Liver: an alarm for the heart?
Article first published online: 13 AUG 2007
Volume 27, Issue 7, pages 891–894, September 2007
How to Cite
Mirbagheri, S. A., Rashidi, A., Abdi, S., Saedi, D. and Abouzari, M. (2007), Liver: an alarm for the heart?. Liver International, 27: 891–894. doi: 10.1111/j.1478-3231.2007.01531.x
- Issue published online: 13 AUG 2007
- Article first published online: 13 AUG 2007
- Received 17 January 2007accepted 9 April 2007
- angiographic coronary artery disease;
- fatty liver;
- insulin resistance
Background/Aims: Fatty liver (FL) and coronary artery disease (CAD) have several risk factors in common, which are usually considered to account for their frequent coexistence. The independent association between FL and angiographic CAD was assessed in this case–control study by considering the contribution of their shared risk factors.
Methods: Three hundred and seventeen adult patients who underwent elective coronary angiography (CAG) were recruited immediately after CAG and classified into either of the two groups A (normal or mildly abnormal CAG; n=85) or B (clinically relevant CAD; n=232). A liver sonography was performed on the same day as CAG.

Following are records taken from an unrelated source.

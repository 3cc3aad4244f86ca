//! Stateful transforms that carry one running value across items.
//!
//! State lives inside the adapter and is owned by the single traversal driving
//! it; building a new adapter starts from a clean slate.

use std::iter::FusedIterator;

/// Lazy adapter returned by [`filter_with_state`].
#[derive(Clone, Debug)]
#[must_use = "iterators are lazy and do nothing unless consumed"]
pub struct FilterWithState<I: Iterator, P> {
    iter: I,
    predicate: P,
    previous: Option<I::Item>,
}

/// Keep items by comparing each one with the item read just before it.
///
/// The first item is always kept. Every later item is kept iff
/// `predicate(previous, current)` holds, where `previous` is the last item
/// *read* from the input, whether or not it was kept.
///
/// # Example
/// ```
/// let rising: Vec<i32> = ironseq::filter_with_state(vec![1, 2, 1, 3, 2, 4], |p, c| c > p).collect();
/// assert_eq!(rising, vec![1, 2, 3, 4]);
/// ```
pub fn filter_with_state<I, P>(items: I, predicate: P) -> FilterWithState<I::IntoIter, P>
where
    I: IntoIterator,
    I::Item: Clone,
    P: FnMut(&I::Item, &I::Item) -> bool,
{
    FilterWithState {
        iter: items.into_iter(),
        predicate,
        previous: None,
    }
}

impl<I, P> Iterator for FilterWithState<I, P>
where
    I: Iterator,
    I::Item: Clone,
    P: FnMut(&I::Item, &I::Item) -> bool,
{
    type Item = I::Item;

    fn next(&mut self) -> Option<I::Item> {
        loop {
            let item = self.iter.next()?;
            let keep = match &self.previous {
                None => true,
                Some(previous) => (self.predicate)(previous, &item),
            };
            if keep {
                self.previous = Some(item.clone());
                return Some(item);
            }
            self.previous = Some(item);
        }
    }

    fn size_hint(&self) -> (usize, Option<usize>) {
        (0, self.iter.size_hint().1)
    }
}

impl<I, P> FusedIterator for FilterWithState<I, P>
where
    I: FusedIterator,
    I::Item: Clone,
    P: FnMut(&I::Item, &I::Item) -> bool,
{
}

/// Lazy adapter returned by [`rolling_aggregate`].
#[derive(Clone, Debug)]
#[must_use = "iterators are lazy and do nothing unless consumed"]
pub struct RollingAggregate<I: Iterator, F> {
    iter: I,
    combine: F,
    acc: Option<I::Item>,
}

/// Running aggregate without a seed: the first output is the first item
/// verbatim, and each later output is `combine(previous_output, item)`.
///
/// # Example
/// ```
/// let sums: Vec<u32> = ironseq::rolling_aggregate(0..5, |a, b| a + b).collect();
/// assert_eq!(sums, vec![0, 1, 3, 6, 10]);
/// ```
pub fn rolling_aggregate<I, F>(items: I, combine: F) -> RollingAggregate<I::IntoIter, F>
where
    I: IntoIterator,
    I::Item: Clone,
    F: FnMut(I::Item, I::Item) -> I::Item,
{
    RollingAggregate {
        iter: items.into_iter(),
        combine,
        acc: None,
    }
}

impl<I, F> Iterator for RollingAggregate<I, F>
where
    I: Iterator,
    I::Item: Clone,
    F: FnMut(I::Item, I::Item) -> I::Item,
{
    type Item = I::Item;

    fn next(&mut self) -> Option<I::Item> {
        let item = self.iter.next()?;
        let next = match self.acc.take() {
            None => item,
            Some(acc) => (self.combine)(acc, item),
        };
        self.acc = Some(next.clone());
        Some(next)
    }

    fn size_hint(&self) -> (usize, Option<usize>) {
        self.iter.size_hint()
    }
}

impl<I, F> FusedIterator for RollingAggregate<I, F>
where
    I: FusedIterator,
    I::Item: Clone,
    F: FnMut(I::Item, I::Item) -> I::Item,
{
}

/// Lazy adapter returned by [`rolling_aggregate_from`].
#[derive(Clone, Debug)]
#[must_use = "iterators are lazy and do nothing unless consumed"]
pub struct RollingAggregateFrom<I, A, F> {
    iter: I,
    combine: F,
    acc: Option<A>,
}

/// Running aggregate from an explicit seed: output `i` is
/// `combine(output_{i-1}, item_i)`, with `initial` standing in for `output_0`.
/// The accumulator type may differ from the item type.
///
/// # Example
/// ```
/// let lens: Vec<usize> =
///     ironseq::rolling_aggregate_from(vec!["ab", "c", "def"], |n, s: &str| n + s.len(), 0).collect();
/// assert_eq!(lens, vec![2, 3, 6]);
/// ```
pub fn rolling_aggregate_from<I, A, F>(
    items: I,
    combine: F,
    initial: A,
) -> RollingAggregateFrom<I::IntoIter, A, F>
where
    I: IntoIterator,
    A: Clone,
    F: FnMut(A, I::Item) -> A,
{
    RollingAggregateFrom {
        iter: items.into_iter(),
        combine,
        acc: Some(initial),
    }
}

impl<I, A, F> Iterator for RollingAggregateFrom<I, A, F>
where
    I: Iterator,
    A: Clone,
    F: FnMut(A, I::Item) -> A,
{
    type Item = A;

    fn next(&mut self) -> Option<A> {
        let item = self.iter.next()?;
        // `acc` is only vacated between `take` and the write-back below.
        let acc = self.acc.take()?;
        let next = (self.combine)(acc, item);
        self.acc = Some(next.clone());
        Some(next)
    }

    fn size_hint(&self) -> (usize, Option<usize>) {
        self.iter.size_hint()
    }
}

impl<I, A, F> FusedIterator for RollingAggregateFrom<I, A, F>
where
    I: FusedIterator,
    A: Clone,
    F: FnMut(A, I::Item) -> A,
{
}
//! Disk-backed value cache for expensive pipeline stages.
//!
//! [`FileCache`] memoizes any `serde` value under a caller-chosen key. Values
//! are opaque to the cache: it serializes them with `postcard`, writes one file
//! per key and hands them back unchanged on the next lookup. Entries older than
//! [`CacheConfig::lifetime`] are recomputed.
//!
//! Entry files live in [`CacheConfig::directory`] and are named
//! `<namespace digest>_<key digest>.bin`, both SHA-256 based, so several
//! namespaces can share one directory without colliding.
//!
//! # Example
//!
//! ```no_run
//! use ironseq::cache::{CacheConfig, FileCache};
//! use ironseq::SeqExt;
//!
//! # fn main() -> ironseq::Result<()> {
//! let cache = FileCache::new(CacheConfig {
//!     directory: "./ironseq_cache".into(),
//!     ..CacheConfig::default()
//! })?;
//!
//! // The second run reads the batches back from disk without touching the source.
//! let batches: Vec<Vec<u32>> = cache.memoize_vec("batches-of-4", (0..100).batch(4)?)?;
//! assert_eq!(batches.len(), 25);
//! # Ok(())
//! # }
//! ```

use crate::error::{Error, Result};
use anyhow::Context;
use serde::de::DeserializeOwned;
use serde::Serialize;
use sha2::{Digest, Sha256};
use std::fs;
use std::io::{ErrorKind, Write};
use std::path::{Path, PathBuf};
use std::time::{Duration, SystemTime};
use tempfile::NamedTempFile;
use tracing::debug;

/// Where and for how long cached values are kept.
#[derive(Clone, Debug, PartialEq, Eq)]
pub struct CacheConfig {
    /// Directory holding the entry files. Created on demand.
    pub directory: PathBuf,
    /// Maximum age of a usable entry. `None` keeps entries forever.
    pub lifetime: Option<Duration>,
    /// Prefix mixed into every key digest.
    pub namespace: String,
}

impl Default for CacheConfig {
    fn default() -> Self {
        Self {
            directory: PathBuf::from("./ironseq_cache"),
            lifetime: None,
            namespace: "default".to_string(),
        }
    }
}

/// A file-per-key value cache. See the [module docs](self).
#[derive(Clone, Debug)]
pub struct FileCache {
    config: CacheConfig,
    prefix: String,
}

fn sha256_hex(data: &[u8]) -> String {
    Sha256::digest(data).iter().map(|b| format!("{b:02x}")).collect()
}

impl FileCache {
    /// Open a cache, creating its directory if needed.
    ///
    /// # Errors
    ///
    /// Returns [`Error::Cache`] if the directory cannot be created.
    pub fn new(config: CacheConfig) -> Result<Self> {
        fs::create_dir_all(&config.directory)
            .with_context(|| format!("failed to create cache directory {}", config.directory.display()))
            .map_err(Error::Cache)?;
        let prefix = sha256_hex(config.namespace.as_bytes())[..16].to_string();
        Ok(Self { config, prefix })
    }

    #[must_use]
    pub const fn config(&self) -> &CacheConfig {
        &self.config
    }

    /// File that stores the entry for `key`.
    #[must_use]
    pub fn entry_path(&self, key: &str) -> PathBuf {
        let digest = sha256_hex(format!("{}:{key}", self.config.namespace).as_bytes());
        self.config.directory.join(format!("{}_{digest}.bin", self.prefix))
    }

    fn is_fresh(&self, path: &Path) -> anyhow::Result<bool> {
        let modified = fs::metadata(path)?.modified()?;
        Ok(self.config.lifetime.is_none_or(|lifetime| {
            // A timestamp in the future counts as brand new.
            SystemTime::now()
                .duration_since(modified)
                .map_or(true, |age| age < lifetime)
        }))
    }

    fn read_entry<T: DeserializeOwned>(&self, key: &str) -> anyhow::Result<Option<T>> {
        let path = self.entry_path(key);
        let bytes = match fs::read(&path) {
            Ok(bytes) => bytes,
            Err(e) if e.kind() == ErrorKind::NotFound => {
                debug!(key, "cache miss");
                return Ok(None);
            }
            Err(e) => return Err(e).with_context(|| format!("failed to read cache entry {}", path.display())),
        };
        if !self.is_fresh(&path)? {
            debug!(key, "cache entry expired");
            return Ok(None);
        }
        let value = postcard::from_bytes(&bytes)
            .with_context(|| format!("failed to decode cache entry {}", path.display()))?;
        debug!(key, "cache hit");
        Ok(Some(value))
    }

    fn write_entry<T: Serialize>(&self, key: &str, value: &T) -> anyhow::Result<()> {
        let path = self.entry_path(key);
        let encoded = postcard::to_allocvec(value).context("failed to encode cache entry")?;
        // Each writer stages under its own name; a failed write removes its file.
        let mut staging = NamedTempFile::new_in(&self.config.directory)
            .with_context(|| format!("failed to stage cache entry in {}", self.config.directory.display()))?;
        staging.write_all(&encoded).context("failed to write cache entry")?;
        staging.as_file().sync_all().context("failed to sync cache entry")?;
        staging
            .persist(&path)
            .with_context(|| format!("failed to publish cache entry {}", path.display()))?;
        debug!(key, bytes = encoded.len(), "cache entry stored");
        Ok(())
    }

    /// Fresh value stored under `key`, if any.
    ///
    /// # Errors
    ///
    /// Returns [`Error::Cache`] if an existing entry cannot be read or decoded
    /// as `T`.
    pub fn get<T: DeserializeOwned>(&self, key: &str) -> Result<Option<T>> {
        self.read_entry(key).map_err(Error::Cache)
    }

    /// Store `value` under `key`, replacing any previous entry.
    ///
    /// # Errors
    ///
    /// Returns [`Error::Cache`] if the entry cannot be encoded or written.
    pub fn put<T: Serialize>(&self, key: &str, value: &T) -> Result<()> {
        self.write_entry(key, value).map_err(Error::Cache)
    }

    /// Return the fresh value under `key`, or run `compute`, store its result
    /// and return it. `compute` is not called on a hit.
    ///
    /// An entry that no longer decodes as `T` is treated as a miss and
    /// overwritten.
    ///
    /// # Errors
    ///
    /// Returns [`Error::Cache`] if the entry cannot be read or written.
    pub fn get_or_compute<T, F>(&self, key: &str, compute: F) -> Result<T>
    where
        T: Serialize + DeserializeOwned,
        F: FnOnce() -> T,
    {
        self.try_get_or_compute(key, || Ok::<T, std::convert::Infallible>(compute()))
    }

    /// [`get_or_compute`](Self::get_or_compute) for a computation that can fail.
    /// A failed computation stores nothing.
    ///
    /// # Errors
    ///
    /// Returns [`Error::Callback`] if `compute` fails, otherwise as
    /// [`get_or_compute`](Self::get_or_compute).
    pub fn try_get_or_compute<T, F, E>(&self, key: &str, compute: F) -> Result<T>
    where
        T: Serialize + DeserializeOwned,
        F: FnOnce() -> std::result::Result<T, E>,
        E: Into<anyhow::Error>,
    {
        match self.read_entry(key) {
            Ok(Some(value)) => return Ok(value),
            Ok(None) => {}
            Err(e) if e.downcast_ref::<postcard::Error>().is_some() => {
                debug!(key, error = %e, "discarding undecodable cache entry");
            }
            Err(e) => return Err(Error::Cache(e)),
        }
        let value = compute().map_err(Error::callback)?;
        self.put(key, &value)?;
        Ok(value)
    }

    /// Collect `items` into a `Vec` and cache it under `key`. On a hit the
    /// cached output is returned and `items` is dropped without being pulled.
    ///
    /// # Errors
    ///
    /// As [`get_or_compute`](Self::get_or_compute).
    pub fn memoize_vec<I>(&self, key: &str, items: I) -> Result<Vec<I::Item>>
    where
        I: IntoIterator,
        I::Item: Serialize + DeserializeOwned,
    {
        self.get_or_compute(key, || items.into_iter().collect())
    }

    /// Remove the entry for `key`. Returns whether one existed.
    ///
    /// # Errors
    ///
    /// Returns [`Error::Cache`] if an existing entry cannot be removed.
    pub fn invalidate(&self, key: &str) -> Result<bool> {
        let path = self.entry_path(key);
        match fs::remove_file(&path) {
            Ok(()) => {
                debug!(key, "cache entry invalidated");
                Ok(true)
            }
            Err(e) if e.kind() == ErrorKind::NotFound => Ok(false),
            Err(e) => Err(Error::Cache(
                anyhow::Error::new(e).context(format!("failed to remove cache entry {}", path.display())),
            )),
        }
    }

    /// Remove every entry of this cache's namespace. Returns how many were removed.
    ///
    /// # Errors
    ///
    /// Returns [`Error::Cache`] if the directory cannot be listed or an entry
    /// cannot be removed.
    pub fn clear(&self) -> Result<usize> {
        self.clear_entries().map_err(Error::Cache)
    }

    fn clear_entries(&self) -> anyhow::Result<usize> {
        let prefix = format!("{}_", self.prefix);
        let mut removed = 0;
        for entry in fs::read_dir(&self.config.directory).context("failed to list cache directory")? {
            let entry = entry.context("failed to list cache directory")?;
            let owned = entry.file_name().to_str().is_some_and(|name| {
                name.starts_with(&prefix)
                    && Path::new(name)
                        .extension()
                        .is_some_and(|ext| ext.eq_ignore_ascii_case("bin"))
            });
            if owned {
                fs::remove_file(entry.path())
                    .with_context(|| format!("failed to remove cache entry {}", entry.path().display()))?;
                removed += 1;
            }
        }
        debug!(removed, namespace = %self.config.namespace, "cache cleared");
        Ok(removed)
    }
}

Results: The groups were significantly different in terms of gender, fasting blood glucose, low-density lipoproteins, diabetes (DM), hypertension and FL. In binary logistic regression, FL was the strongest independent predictor of CAD [P<0.001, odds ratio (OR)=8.48%, 95% confidence interval (CI)=4.39–16.40], followed by DM (P=0.002, OR=2.94) and male gender (P=0.014, OR=2.31). This pattern of associations did not change after clinically significant variables (waist-to-hip ratio, body mass index, triglycerides and high-density lipoproteins) were added to analysis.
Conclusion: Fatty liver seems to be a strong independent alarm for the presence of significant CAD.